# Fruit fly containers- trying something new



## andry (Jun 15, 2010)

Over the years I've had 4 kiddos and have become very cheap. Where I can save a buck I will. So after a year or so of another frogger mentioning they use left over bottle water bottles or containers and me having reused my current cups to the max, I decided to try it. I'll let you all know how it goes.










---
I am here: http://tapatalk.com/map.php?p3xz5p


----------



## oneshot (Mar 5, 2010)

Excelsior? Something for surface area?


----------



## andry (Jun 15, 2010)

There is paper in there. Do you think that won't work? It was easier than trying to stuff excelsior in there. Although I do have plenty of excelsor - big box full.


----------



## Pumilo (Sep 4, 2010)

I've tried that. It's very difficult to shake them out of the skinny opening without inverting the bottle and tapping rather hard. When you do that, the media collapses into a big mess all over the bottle.
Try something wider mouthed like small gatorade bottles.


----------



## andry (Jun 15, 2010)

Really? I thought it would have been easier. Well, I will try gatorade bottles or I can just cut off the top circle of the bottled water. I'll try that. If it turns out to be too much work, I'll just buy more cups. 

Now that I remember, the person who did this would just leave the water bottle in the tank for a little while and then pull it out. But I think I'd be afraid too many come out plus I would be afraid a frog got in the bottle.


----------



## volsgirl (Mar 29, 2012)

I use water bottles for my ff cultures. I've only been culturing for 1 month, but so far it's worked great......producing like crazy (and I don't even have frogs yet )

When starting new cultures from my producing ones, I haven't had any trouble pouring the ff's out the skinny opening......just shake and tap into a funnel and they come pouring out! and the media has stayed on the bottom......so far.

Maybe at the end of production, when the population is dwindling, it might be harder to get them out?


----------



## andry (Jun 15, 2010)

Thank you all for your input. I will definitely post my experience after a month or so.


----------



## ethin (Mar 26, 2009)

Since I've switched from plastic cups to glass Mason jars, I've saved myself a good amount of $$$. It's easy to clean, reusable, and last forever.


----------



## andry (Jun 15, 2010)

Cool, any pics? What do you use for lids?


----------



## ethin (Mar 26, 2009)

andry said:


> Cool, any pics? What do you use for lids?


I don't have any pictures right now since I'm at work lol. I use 4 coffee filters (folded in halts twice) inside the mason jars for flies to climb on and 1 sheet of coffee filter as a lid. Just put a sheet on top of the jar opening and screw on the cap... you're done!


----------



## andry (Jun 15, 2010)

Very cool idea, now where do you buy those?


----------



## Ed (Sep 19, 2004)

andry said:


> Now that I remember, the person who did this would just leave the water bottle in the tank for a little while and then pull it out. But I think I'd be afraid too many come out plus I would be afraid a frog got in the bottle.

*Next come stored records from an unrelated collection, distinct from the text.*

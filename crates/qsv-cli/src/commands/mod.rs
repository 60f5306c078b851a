//! CLI command implementations.

pub mod common;
pub mod run;
pub mod teleport;
pub mod version;
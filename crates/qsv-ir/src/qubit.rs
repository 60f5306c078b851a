//! Qubit and classical bit identifiers.

use serde::{Deserialize, Serialize};
use std::fmt;

/// Index of a qubit, i.e. a tensor axis of the register.
#[derive(Debug, Clone, Copy, PartialEq, Eq, PartialOrd, Ord, Hash, Serialize, Deserialize)]
#[serde(transparent)]
pub struct QubitId(pub u32);

impl QubitId {
    /// The index as a `usize`, for bit arithmetic on basis indices.
    #[inline]
    pub fn index(self) -> usize {
        self.0 as usize
    }
}

impl fmt::Display for QubitId {
    fn fmt(&self, f: &mut fmt::Formatter<'_>) -> fmt::Result {
        write!(f, "q{}", self.0)
    }
}

impl From<u32> for QubitId {
    fn from(id: u32) -> Self {
        QubitId(id)
    }
}

/// Index of a slot in the classical bit store.
///
/// Classical indices are declared independently of qubit indices; a
/// measurement may write any qubit into any slot.
#[derive(Debug, Clone, Copy, PartialEq, Eq, PartialOrd, Ord, Hash, Serialize, Deserialize)]
#[serde(transparent)]
pub struct ClbitId(pub u32);

impl ClbitId {
    /// The index as a `usize`.
    #[inline]
    pub fn index(self) -> usize {
        self.0 as usize
    }
}

impl fmt::Display for ClbitId {
    fn fmt(&self, f: &mut fmt::Formatter<'_>) -> fmt::Result {
        write!(f, "c{}", self.0)
    }
}

impl From<u32> for ClbitId {
    fn from(id: u32) -> Self {
        ClbitId(id)
    }
}
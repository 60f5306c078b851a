//! Teleport command implementation.
//!
//! Prepares `alpha|0⟩ + beta|1⟩` on q0, teleports it onto q2 through a Bell
//! pair with classically conditioned corrections, and compares the measured
//! distribution of c2 with the input.

use std::time::Instant;

use anyhow::{Context, Result};
use console::style;

use qsv_ir::{Circuit, ClbitId, InitialState, QubitId};

use super::common::{build_simulator, print_counts};

/// Execute the teleport command.
pub fn execute(
    alpha: f64,
    beta: f64,
    shots: u64,
    seed: Option<u64>,
    config: Option<&str>,
) -> Result<()> {
    let input = InitialState::from_real([alpha, beta], [QubitId(0)])
        .context("Invalid input state")?;
    let norm = alpha.hypot(beta);
    let (p0, p1) = ((alpha / norm).powi(2), (beta / norm).powi(2));

    println!(
        "{} Teleporting {:.4}|0⟩ + {:.4}|1⟩ ({} shots)",
        style("→").cyan().bold(),
        alpha / norm,
        beta / norm,
        shots
    );

    let circuit = Circuit::teleportation(input.clone())?;
    let simulator = build_simulator(config, seed)?;

    let start = Instant::now();
    let counts = simulator.run(&circuit, shots)?;
    let elapsed = start.elapsed();
    print_counts(&counts, elapsed);

    // c2 holds the teleported qubit
    let c2 = counts.marginal(ClbitId(2));
    let total = c2.total_shots().max(1) as f64;
    println!("\n{} Teleported qubit (c2):", style("✓").green().bold());
    println!(
        "  P(0): measured {:.4}, expected {:.4}",
        c2.get("0") as f64 / total,
        p0
    );
    println!(
        "  P(1): measured {:.4}, expected {:.4}",
        c2.get("1") as f64 / total,
        p1
    );

    // Bloch vector of q2 just before readout
    let unmeasured = Circuit::teleportation_unmeasured(input)?;
    let (state, clbits) = simulator.final_state(&unmeasured)?;
    let [x, y, z] = state.bloch_vector(QubitId(2))?;
    println!(
        "\n{} Bloch vector of q2 (c1 = {}, c0 = {}):",
        style("✓").green().bold(),
        u8::from(clbits.get(ClbitId(1))?),
        u8::from(clbits.get(ClbitId(0))?)
    );
    println!(
        "  ({}, {}, {})",
        style(format!("{x:+.4}")).cyan(),
        style(format!("{y:+.4}")).cyan(),
        style(format!("{z:+.4}")).cyan()
    );

    Ok(())
}
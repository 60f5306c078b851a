//! Classical bit store.

use qsv_ir::ClbitId;

use crate::error::{SimError, SimResult};

/// Fixed-width store of classical bits written by measurements.
#[derive(Debug, Clone, PartialEq, Eq)]
pub struct ClassicalRegister {
    bits: Vec<bool>,
}

impl ClassicalRegister {
    /// Create `num_clbits` bits, all 0.
    pub fn new(num_clbits: usize) -> Self {
        Self {
            bits: vec![false; num_clbits],
        }
    }

    /// Number of bits.
    pub fn len(&self) -> usize {
        self.bits.len()
    }

    /// Whether the store has no bits.
    pub fn is_empty(&self) -> bool {
        self.bits.is_empty()
    }

    /// Read a bit.
    pub fn get(&self, clbit: ClbitId) -> SimResult<bool> {
        self.bits
            .get(clbit.index())
            .copied()
            .ok_or(SimError::ClbitOutOfRange {
                clbit,
                num_clbits: self.bits.len(),
            })
    }

    pub(crate) fn set(&mut self, clbit: ClbitId, value: bool) -> SimResult<()> {
        let num_clbits = self.bits.len();
        let slot = self
            .bits
            .get_mut(clbit.index())
            .ok_or(SimError::ClbitOutOfRange { clbit, num_clbits })?;
        *slot = value;
        Ok(())
    }

    /// Set every bit to 0.
    pub fn clear(&mut self) {
        self.bits.fill(false);
    }

    /// The bits in index order.
    pub fn bits(&self) -> &[bool] {
        &self.bits
    }

    /// Fixed-width bit string, highest classical index first.
    pub fn to_bitstring(&self) -> String {
        self.bits
            .iter()
            .rev()
            .map(|&b| if b { '1' } else { '0' })
            .collect()
    }
}
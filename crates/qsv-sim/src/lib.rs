//! `qsv-sim` — statevector simulator core.
//!
//! Executes a [`qsv_ir::Circuit`] against an explicit complex amplitude
//! register and aggregates repeated shots into [`Counts`]:
//!
//! - **[`Statevector`]**: the 2^n amplitude register (qubit `q` is bit `q`
//!   of the basis index)
//! - **Gate engine**: [`Statevector::apply_gate`], in-place application of
//!   1- and 2-qubit unitaries
//! - **[`measure`]**: Born-rule sampling, collapse, and classical write-back
//! - **[`Executor`]**: one shot, instruction by instruction, with classically
//!   conditioned gates
//! - **[`Simulator`]**: multi-shot runs, parallel across `rayon` workers with
//!   one RNG stream per worker
//!
//! # Quick start
//!
//! ```rust
//! use qsv_ir::{Circuit, ClbitId, InitialState, QubitId};
//! use qsv_sim::Simulator;
//!
//! let input = InitialState::from_real([0.3, 0.6], [QubitId(0)]).unwrap();
//! let circuit = Circuit::teleportation(input).unwrap();
//!
//! let counts = Simulator::with_seed(42).run(&circuit, 2000).unwrap();
//! assert_eq!(counts.total_shots(), 2000);
//!
//! // c2 carries the teleported qubit: P(1) = 0.36 / 0.45 = 0.8
//! let c2 = counts.marginal(ClbitId(2));
//! let p1 = c2.get("1") as f64 / 2000.0;
//! assert!((p1 - 0.8).abs() < 0.05);
//! ```

pub mod classical;
pub mod config;
pub mod counts;
mod engine;
pub mod error;
pub mod executor;
pub mod measurement;
pub mod simulator;
pub mod statevector;

pub use classical::ClassicalRegister;
pub use config::{ConfigError, SimConfig};
pub use counts::Counts;
pub use error::{SimError, SimResult};
pub use executor::{ExecState, Executor};
pub use measurement::{DEGENERATE_PROBABILITY, measure};
pub use simulator::Simulator;
pub use statevector::{NORM_TOLERANCE, Statevector};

Doing it in this manner prevents the use of the supplements required to balance the food for the frogs. 

Ed


----------



## andry (Jun 15, 2010)

yes! You are correct and I did think of that as well. Unless that person tapped in some supplements in the bottle before putting it in? Who knows. But yes, that would not work if you can't use the supplements.


----------



## ethin (Mar 26, 2009)

andry said:


> Very cool idea, now where do you buy those?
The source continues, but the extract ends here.